═════ EXERCISE MATERIALS ═════

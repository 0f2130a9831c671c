//! Raw WHOIS protocol client (RFC 3912).
//!
//! A WHOIS exchange is one TCP connection to port 43: the client writes a
//! single CRLF-terminated query line and reads until the server closes the
//! connection. Many servers keep the socket open after the last byte, so a
//! period of silence is also treated as the end of the response.

use crate::error::DomainCheckError;
use crate::protocols::resolver::Resolver;
use crate::types::{CheckConfig, WHOIS_PORT};
use std::net::SocketAddr;
use std::time::Duration;
use tokio::io::{AsyncRead, AsyncReadExt, AsyncWriteExt};
use tokio::net::TcpStream;
use tracing::debug;

/// IANA's WHOIS server, authoritative for the root zone.
pub const IANA_WHOIS_SERVER: &str = "whois.iana.org";

const READ_CHUNK: usize = 4096;

/// Why a response read finished.
#[derive(Debug, Clone, Copy, PartialEq, Eq)]
enum Completion {
    Closed,
    Idle,
    Truncated,
}

/// WHOIS client that speaks the protocol directly over TCP.
///
/// Each call to [`WhoisClient::query`] opens a fresh connection; nothing is
/// reused between exchanges.
#[derive(Debug, Clone)]
pub struct WhoisClient {
    resolver: Resolver,
    port: u16,
    connect_timeout: Duration,
    idle_timeout: Duration,
    max_response_bytes: usize,
}

impl WhoisClient {
    /// Create a new WHOIS client with default settings.
    pub fn new() -> Self {
        Self::with_config(&CheckConfig::default())
    }

    /// Create a client from the timeouts and limits in `config`.
    pub fn with_config(config: &CheckConfig) -> Self {
        Self {
            resolver: Resolver::with_timeout(config.resolve_timeout),
            port: config.whois_port,
            connect_timeout: config.connect_timeout,
            idle_timeout: config.idle_timeout,
            max_response_bytes: config.max_response_bytes.max(1),
        }
    }

    /// Replace the resolver (e.g. to use a custom lookup backend).
    pub fn with_resolver(mut self, resolver: Resolver) -> Self {
        self.resolver = resolver;
        self
    }

    pub fn port(&self) -> u16 {
        self.port
    }

    /// Query `server` for `domain` and return the raw response text.
    ///
    /// # Errors
    ///
    /// * `InvalidServer` if `server` is empty
    /// * `Connection` if the server cannot be resolved, refuses the
    ///   connection, or does not accept it within the connect timeout
    /// * `Transport` if the socket fails once connected, or if the server
    ///   sends nothing before the idle timeout
    ///
    /// Once at least one byte has arrived, neither a server-side close nor an
    /// idle timeout is an error: both end the response normally.
    pub async fn query(&self, server: &str, domain: &str) -> Result<String, DomainCheckError> {
        let server = server.trim();
        if server.is_empty() {
            return Err(DomainCheckError::invalid_server(server));
        }

        let ip = self
            .resolver
            .resolve(server)
            .await
            .map_err(|e| DomainCheckError::connection(server, e.to_string()))?;
        let addr = SocketAddr::new(ip, self.port);

        let mut stream = tokio::time::timeout(self.connect_timeout, TcpStream::connect(addr))
            .await
            .map_err(|_| {
                DomainCheckError::connection(
                    server,
                    format!("connect to {} timed out after {:?}", addr, self.connect_timeout),
                )
            })?
            .map_err(|e| {
                DomainCheckError::connection(server, format!("connect to {} failed: {}", addr, e))
            })?;

        stream
            .write_all(format!("{}\r\n", domain).as_bytes())
            .await
            .map_err(|e| DomainCheckError::transport(server, format!("write failed: {}", e)))?;

        let (bytes, completion) = self.read_response(&mut stream, server).await?;

        debug!(
            server = %server,
            domain = %domain,
            bytes = bytes.len(),
            completion = ?completion,
            "WHOIS exchange finished"
        );

        // Registries are not consistent about encoding; never fail on it.
        Ok(String::from_utf8_lossy(&bytes).into_owned())
    }

    /// Accumulate bytes until EOF, idle silence, or the size cap.
    async fn read_response<R>(
        &self,
        reader: &mut R,
        server: &str,
    ) -> Result<(Vec<u8>, Completion), DomainCheckError>
    where
        R: AsyncRead + Unpin,
    {
        let mut response = Vec::new();
        let mut chunk = [0u8; READ_CHUNK];

        loop {
            match tokio::time::timeout(self.idle_timeout, reader.read(&mut chunk)).await {
                Err(_) if response.is_empty() => {
                    return Err(DomainCheckError::transport(
                        server,
                        format!("no response within idle timeout of {:?}", self.idle_timeout),
                    ));
                }
                Err(_) => return Ok((response, Completion::Idle)),
                Ok(Ok(0)) => return Ok((response, Completion::Closed)),
                Ok(Ok(n)) => {
                    let room = self.max_response_bytes - response.len();
                    response.extend_from_slice(&chunk[..n.min(room)]);
                    if response.len() >= self.max_response_bytes {
                        return Ok((response, Completion::Truncated));
                    }
                }
                Ok(Err(e)) => {
                    return Err(DomainCheckError::transport(
                        server,
                        format!("read failed: {}", e),
                    ));
                }
            }
        }
    }
}

impl Default for WhoisClient {
    fn default() -> Self {
        Self::new()
    }
}

/// Discover the authoritative WHOIS server for a TLD via IANA.
///
/// Sends the bare TLD to `whois.iana.org` and parses the `refer:` /
/// `whois:` fields. Returns `Ok(None)` when IANA knows no server for it.
/// This is a single query; referrals are never followed further.
pub async fn discover_whois_server(
    client: &WhoisClient,
    tld: &str,
) -> Result<Option<String>, DomainCheckError> {
    let tld = tld.trim().trim_start_matches('.').to_lowercase();
    let response = client.query(IANA_WHOIS_SERVER, &tld).await?;
    Ok(parse_iana_refer_response(&response))
}

/// Parse an IANA WHOIS response for the authoritative WHOIS server.
///
/// ```text
/// refer:        whois.verisign-grs.com
/// whois:        whois.verisign-grs.com
/// ```
///
/// A non-empty `refer:` wins; otherwise the last non-empty `whois:`.
pub(crate) fn parse_iana_refer_response(response: &str) -> Option<String> {
    let mut whois_field = None;

    for line in response.lines().map(str::trim) {
        if let Some(value) = line.strip_prefix("refer:").map(str::trim) {
            if !value.is_empty() {
                return Some(value.to_string());
            }
        } else if let Some(value) = line.strip_prefix("whois:").map(str::trim) {
            if !value.is_empty() {
                whois_field = Some(value.to_string());
            }
        }
    }

    whois_field
}

#[cfg(test)]
mod tests {
    use super::*;
    use std::io;

    fn client_with_cap(max_response_bytes: usize) -> WhoisClient {
        WhoisClient::with_config(
            &CheckConfig::default().with_max_response_bytes(max_response_bytes),
        )
    }

    #[tokio::test]
    async fn test_query_rejects_empty_server() {
        let client = WhoisClient::new();
        let err = client.query("   ", "example.com").await.unwrap_err();
        assert!(matches!(err, DomainCheckError::InvalidServer { .. }));
    }

    #[tokio::test]
    async fn test_read_until_close() {
        let client = WhoisClient::new();
        let mut reader = tokio_test::io::Builder::new()
            .read(b"No match for ")
            .read(b"\"EXAMPLE.COM\".\r\n")
            .build();

        let (bytes, completion) = client
            .read_response(&mut reader, "whois.example")
            .await
            .unwrap();

        assert_eq!(completion, Completion::Closed);
        assert_eq!(bytes, b"No match for \"EXAMPLE.COM\".\r\n");
    }

    #[tokio::test]
    async fn test_read_stops_at_size_cap() {
        let client = client_with_cap(8);
        let mut reader = tokio_test::io::Builder::new()
            .read(b"Domain Name: EXAMPLE.COM\r\n")
            .build();

        let (bytes, completion) = client
            .read_response(&mut reader, "whois.example")
            .await
            .unwrap();

        assert_eq!(completion, Completion::Truncated);
        assert_eq!(bytes, b"Domain N");
    }

    #[tokio::test]
    async fn test_read_error_is_transport_error() {
        let client = WhoisClient::new();
        let mut reader = tokio_test::io::Builder::new()
            .read(b"partial")
            .read_error(io::Error::new(io::ErrorKind::ConnectionReset, "reset by peer"))
            .build();

        let err = client
            .read_response(&mut reader, "whois.example")
            .await
            .unwrap_err();

        assert!(matches!(err, DomainCheckError::Transport { .. }));
    }

    #[tokio::test(start_paused = true)]
    async fn test_idle_after_data_completes_response() {
        let client = WhoisClient::new();
        let (mut reader, _handle) = tokio_test::io::Builder::new()
            .read(b"No match for \"HELD.COM\".\r\n")
            .build_with_handle();

        let (bytes, completion) = client
            .read_response(&mut reader, "whois.example")
            .await
            .unwrap();

        assert_eq!(completion, Completion::Idle);
        assert_eq!(bytes, b"No match for \"HELD.COM\".\r\n");
    }

    #[tokio::test(start_paused = true)]
    async fn test_silence_before_first_byte_is_transport_error() {
        let client = WhoisClient::new();
        let (mut reader, _handle) = tokio_test::io::Builder::new().build_with_handle();

        let err = client
            .read_response(&mut reader, "whois.example")
            .await
            .unwrap_err();

        assert!(matches!(err, DomainCheckError::Transport { .. }));
        assert!(err.to_string().contains("no response within idle timeout"));
    }

    #[test]
    fn test_parse_iana_refer_response() {
        let response = "% IANA WHOIS server\n% for more information on IANA, visit http://www.iana.org\n\nrefer:        whois.verisign-grs.com\n\ndomain:       COM\n";
        assert_eq!(
            parse_iana_refer_response(response),
            Some("whois.verisign-grs.com".to_string())
        );

        let no_refer = "% IANA WHOIS server\ndomain: TEST\nstatus: ACTIVE\n";
        assert_eq!(parse_iana_refer_response(no_refer), None);

        let empty_refer = "refer:        \ndomain: COM\n";
        assert_eq!(parse_iana_refer_response(empty_refer), None);

        let whois_field = "domain:       IO\n\nwhois:        whois.nic.io\n\nstatus:       ACTIVE\n";
        assert_eq!(
            parse_iana_refer_response(whois_field),
            Some("whois.nic.io".to_string())
        );

        let both = "whois:        whois.old-server.example\nrefer:        whois.current.example\n";
        assert_eq!(
            parse_iana_refer_response(both),
            Some("whois.current.example".to_string())
        );
    }

    #[test]
    fn test_client_uses_config() {
        let config = CheckConfig::default().with_whois_port(4343);
        let client = WhoisClient::with_config(&config);
        assert_eq!(client.port(), 4343);
        assert_eq!(WhoisClient::new().port(), WHOIS_PORT);
    }
}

═════

→ WHAT YOU WILL DO
Once you reach the line containing "assert_eq!(parse_iana_refer_response(empty_refer), None);", transcribe it and each line after it through the end of the material, exactly and with nothing added.

→ WRITTEN RESPONSE
        assert_eq!(parse_iana_refer_response(empty_refer), None);

        let whois_field = "domain:       IO\n\nwhois:        whois.nic.io\n\nstatus:       ACTIVE\n";
        assert_eq!(
            parse_iana_refer_response(whois_field),
            Some("whois.nic.io".to_string())
        );

        let both = "whois:        whois.old-server.example\nrefer:        whois.current.example\n";
        assert_eq!(
            parse_iana_refer_response(both),
            Some("whois.current.example".to_string())
        );
    }

    #[test]
    fn test_client_uses_config() {
        let config = CheckConfig::default().with_whois_port(4343);
        let client = WhoisClient::with_config(&config);
        assert_eq!(client.port(), 4343);
        assert_eq!(WhoisClient::new().port(), WHOIS_PORT);
    }
}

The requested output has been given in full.